The coccyx is commonly considered as a vestigial structure, leading to a relative lack of comprehensive knowledge regarding its anatomy. Paradoxically, it is associated with pain and other disorders, highlighting the significant gaps in our understanding. These gaps include the detailed anatomy of the coccygeal plexus and its distribution as nerves, function of the coccygeal body, and anatomy and potential significance of the sacrococcygeal zygapophyseal joints in relation to coccydynia. LBP is the most common form of spinal pain in terms of chronicity and severity, and the lumbar facet joints have been implicated in chronic LBP in up to 45% of patients. In addition to degenerative changes in the sacrococcygeal intervertebral and intercoccygeal joints of the coccyx, it is crucial to consider these supplementary factors in addition to the participation of the sacrococcygeal zygapophyseal joint, which is directly adjacent to the lumbar facet joint.

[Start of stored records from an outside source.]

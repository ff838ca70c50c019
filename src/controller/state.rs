use super::{Button, ButtonSet, PadError, RawControllerSnapshot, SlotId};
use crate::clock::Clock;
use crate::force_feedback::Haptics;
use crate::input::SnapshotSource;
use glam::Vec2;
use std::time::Duration;

/// Per-axis magnitude an analog input must exceed to count as intentional
pub const DEADZONE: f32 = 0.2;

/// Right trigger travel past which the special attack fires
const SPECIAL_ATTACK_TRIGGER: f32 = 0.5;

/// True if either component is strictly outside the deadzone
pub fn axis_active(axis: Vec2) -> bool {
    axis.x.abs() > DEADZONE || axis.y.abs() > DEADZONE
}

/// State of one physical controller, refreshed once per frame.
///
/// `update` must be called exactly once per tick. Calling it twice shifts
/// the edge history twice and the second call will report no edges for
/// that tick.
pub struct ControllerState<C, H> {
    slot: SlotId,
    clock: C,
    haptics: H,
    snapshot: RawControllerSnapshot,
    current: ButtonSet,
    previous: ButtonSet,
    /// Never zero
    last_aim: Vec2,
    vibration_expiry: Option<Duration>,
}

impl<C: Clock, H: Haptics> ControllerState<C, H> {
    /// Binds to `slot` and takes an initial sample, so every query is valid
    /// straight away. A missing device is not an error here; it just samples
    /// as neutral.
    pub fn new<S>(slot: SlotId, source: &S, clock: C, haptics: H) -> Self
    where
        S: SnapshotSource + ?Sized,
    {
        log::info!("Binding controller state to {}", slot);
        let mut state = Self {
            slot,
            clock,
            haptics,
            snapshot: RawControllerSnapshot::default(),
            current: ButtonSet::default(),
            previous: ButtonSet::default(),
            last_aim: Vec2::X,
            vibration_expiry: None,
        };
        state.update(source);
        state
    }

    pub fn update<S>(&mut self, source: &S)
    where
        S: SnapshotSource + ?Sized,
    {
        self.snapshot = source.sample(self.slot);
        self.previous = self.current;
        self.current = ButtonSet::from_snapshot(&self.snapshot);

        if log::log_enabled!(log::Level::Debug) {
            for button in Button::ALL {
                if self.button_down(button) {
                    log::debug!("{}: {} down", self.slot, button);
                } else if self.button_up(button) {
                    log::debug!("{}: {} up", self.slot, button);
                }
            }
        }

        if let Some(expiry) = self.vibration_expiry {
            if self.clock.now() >= expiry {
                log::debug!("{}: vibration expired", self.slot);
                self.vibration_expiry = None;
                self.stop_vibration();
            }
        }
    }

    pub fn slot(&self) -> SlotId {
        self.slot
    }

    /// Raw sample backing the current tick
    pub fn snapshot(&self) -> &RawControllerSnapshot {
        &self.snapshot
    }

    pub fn button(&self, button: Button) -> bool {
        self.current.is_pressed(button)
    }

    /// Pressed this tick, released the tick before
    pub fn button_down(&self, button: Button) -> bool {
        self.current.is_pressed(button) && !self.previous.is_pressed(button)
    }

    /// Released this tick, pressed the tick before
    pub fn button_up(&self, button: Button) -> bool {
        !self.current.is_pressed(button) && self.previous.is_pressed(button)
    }

    pub fn button_by_name(&self, name: &str) -> Result<bool, PadError> {
        Ok(self.button(name.parse()?))
    }

    pub fn button_down_by_name(&self, name: &str) -> Result<bool, PadError> {
        Ok(self.button_down(name.parse()?))
    }

    pub fn button_up_by_name(&self, name: &str) -> Result<bool, PadError> {
        Ok(self.button_up(name.parse()?))
    }

    pub fn pressed_buttons(&self) -> impl Iterator<Item = Button> + '_ {
        self.current.pressed()
    }

    pub fn dpad(&self) -> Vec2 {
        self.snapshot.dpad.vector()
    }

    pub fn left_thumbstick(&self) -> Vec2 {
        self.snapshot.left_stick
    }

    pub fn right_thumbstick(&self) -> Vec2 {
        self.snapshot.right_stick
    }

    pub fn left_trigger(&self) -> f32 {
        self.snapshot.left_trigger
    }

    pub fn right_trigger(&self) -> f32 {
        self.snapshot.right_trigger
    }

    /// D-pad when it is held, otherwise the raw left stick.
    ///
    /// The stick is not deadzone filtered; callers that want a deadzone on
    /// movement apply their own.
    pub fn movement(&self) -> Vec2 {
        let dpad = self.dpad();
        if axis_active(dpad) {
            dpad
        } else {
            self.left_thumbstick()
        }
    }

    /// Resolves the aim direction: right stick, then d-pad, then left stick,
    /// each only if outside the deadzone. With no active source the previous
    /// aim is kept, so this never returns zero.
    pub fn aim(&mut self) -> Vec2 {
        let right = self.right_thumbstick();
        let dpad = self.dpad();
        let left = self.left_thumbstick();

        let aim = if axis_active(right) {
            right
        } else if axis_active(dpad) {
            dpad
        } else if axis_active(left) {
            left
        } else {
            self.last_aim
        };

        self.last_aim = aim;
        aim
    }

    pub fn last_aim(&self) -> Vec2 {
        self.last_aim
    }

    /// Starts both motors and schedules them to stop after `duration`.
    /// A later call replaces the pending stop time. Durations past the end of
    /// the clock's range saturate, so `Duration::MAX` rumbles until stopped.
    pub fn vibrate(&mut self, left: f32, right: f32, duration: Duration) {
        self.send_vibration(left, right);
        self.vibration_expiry = Some(self.clock.now().saturating_add(duration));
    }

    /// Zeroes both motors. Any scheduled expiry is left in place.
    pub fn stop_vibration(&mut self) {
        self.send_vibration(0.0, 0.0);
    }

    pub fn vibration_expiry(&self) -> Option<Duration> {
        self.vibration_expiry
    }

    fn send_vibration(&self, left: f32, right: f32) {
        if let Err(e) = self.haptics.set_vibration(self.slot, left, right) {
            log::warn!("{}: failed to set vibration: {}", self.slot, e);
        }
    }

    pub fn jump_pressed(&self) -> bool {
        self.button_down(Button::A) || self.button_down(Button::LB)
    }

    pub fn jump_released(&self) -> bool {
        self.button_up(Button::A) || self.button_up(Button::LB)
    }

    pub fn attack(&self) -> bool {
        self.button(Button::X) || self.button(Button::RB)
    }

    pub fn special_attack(&self) -> bool {
        self.button(Button::Y) || self.right_trigger() > SPECIAL_ATTACK_TRIGGER
    }
}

Coccydynia, which is frequently a self-limiting, mild condition, sometimes necessitates more aggressive treatments for certain patients. In such cases, the underlying cause of coccydynia may be complex or multifactorial. Injection procedures have been known to be effective in relieving pain and treating specific medical conditions. For this reason, although there is a lack of strong evidence-based literature supporting the effectiveness of interventional procedures, many pain physicians recommend injection procedures for patients experiencing chronic or unresponsive coccydynia. However, there is no unanimous agreement on the most optimal injection site for these procedures yet. Thus, it is essential to make a knowledgeable choice regarding the decision to perform a nerve block by consulting with a qualified healthcare professional. Especially, patient-specific factors, including individual circumstances, risks, and potential benefits, should be carefully evaluated.
Further investigation of this structure will contribute to a comprehensive understanding of its involvement in modulating sensory and autonomic pathways in the sacrococcygeal region. This knowledge may pave the way for the development of novel and more efficient therapeutic interventions for patients with coccydynia.